For Sandra Juno, clerk, Brown County, Wisconsin having everything available that they need right there in the county has been very helpful.

“We chose to do all of our programming and printing of ballots in Brown County so we have the opportunity if something happens, we can fix it,” Juno said. “We do hire our vendor to send in a staff person to be on site for each election.”

Richmond’s Kirk Showalter rolled out a new voting system in 2015 and was able to use that additional time to learn about the quirks of the new system so she and her staff can be prepared should there be any issues in 2016.

“There is a good reason why election administrators avoid putting new equipment out in a presidential election year. There are an amazing number of details that go with changing the systems,” Showalter said.

Cortes noted that so much attention has been placed on the aging equipment, but there are still hiccups with brand new equipment, which is why, circling back to earlier discussions, it is so important to have contingency plans.

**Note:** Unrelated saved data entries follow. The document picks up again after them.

#[cfg(feature = "serde")]
use serde::{Deserialize, Serialize};

/// Settings shared by every search a [Pathfinder](crate::pathfinder::Pathfinder) runs.
#[derive(Clone, Copy, Debug, Default, PartialEq, Eq)]
#[cfg_attr(feature = "serde", derive(Serialize, Deserialize))]
pub struct SearchConfig {
    /// Enables the four diagonal steps in addition to the cardinal ones.
    #[cfg_attr(feature = "serde", serde(default))]
    pub allow_diagonal: bool,

    /// Gives up with no path once this many cells have been expanded. Unbounded when [None].
    #[cfg_attr(feature = "serde", serde(default))]
    pub max_expansions: Option<usize>,
}

impl SearchConfig {
    pub fn new(allow_diagonal: bool) -> SearchConfig {
        SearchConfig {
            allow_diagonal,
            max_expansions: None,
        }
    }

    pub fn with_diagonal(mut self, allow_diagonal: bool) -> SearchConfig {
        self.allow_diagonal = allow_diagonal;
        self
    }

    pub fn with_max_expansions(mut self, max_expansions: usize) -> SearchConfig {
        self.max_expansions = Some(max_expansions);
        self
    }
}

#[cfg(test)]
mod tests {
    use super::*;

    #[test]
    fn builder() {
        let config = SearchConfig::default();
        assert!(!config.allow_diagonal);
        assert_eq!(config.max_expansions, None);
        let config = SearchConfig::new(false)
            .with_diagonal(true)
            .with_max_expansions(10);
        assert_eq!(
            config,
            SearchConfig {
                allow_diagonal: true,
                max_expansions: Some(10)
            }
        );
    }
}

None of the panelists anticipated any major problems with voting systems in 2016, but the same could not be said for the future if the aging equipment is not replaced before 2018 and 2020. Pate was pretty blunt on this point.

“I’d like to put out an appeal to state legislatures, governors, maybe even Congress,” Pate said. “Funding would be nice.”

The electorate
One of the more interesting topics of conversations was the how has the electorate changed since 2012 and what did the officials envision it looking like in 2016. All the participants almost universally agreed that they are not seeing the interest from young people like they were four, even eight years ago. They all agreed that this could change by November, but early indicators don’t show a large participation by young voters.

“In 2008 and 2012, the level of student involvement was unprecedented, but I am not seeing that so far this year” Showalter said.

Showalter did say that she’s seeing an unusually high number of uniformed and overseas voters getting in touch with her office already even though balloting for the March primary has yet to begin.

Cortes noted that when Pennsylvania’s online voter registration system launched in August of 2015 of the first 60,000 people to register to vote, 3,000 of them were 65+.

“This isn’t going to be the youth vote this year,” Pate said. “It’s the Baby Boomers and little younger.”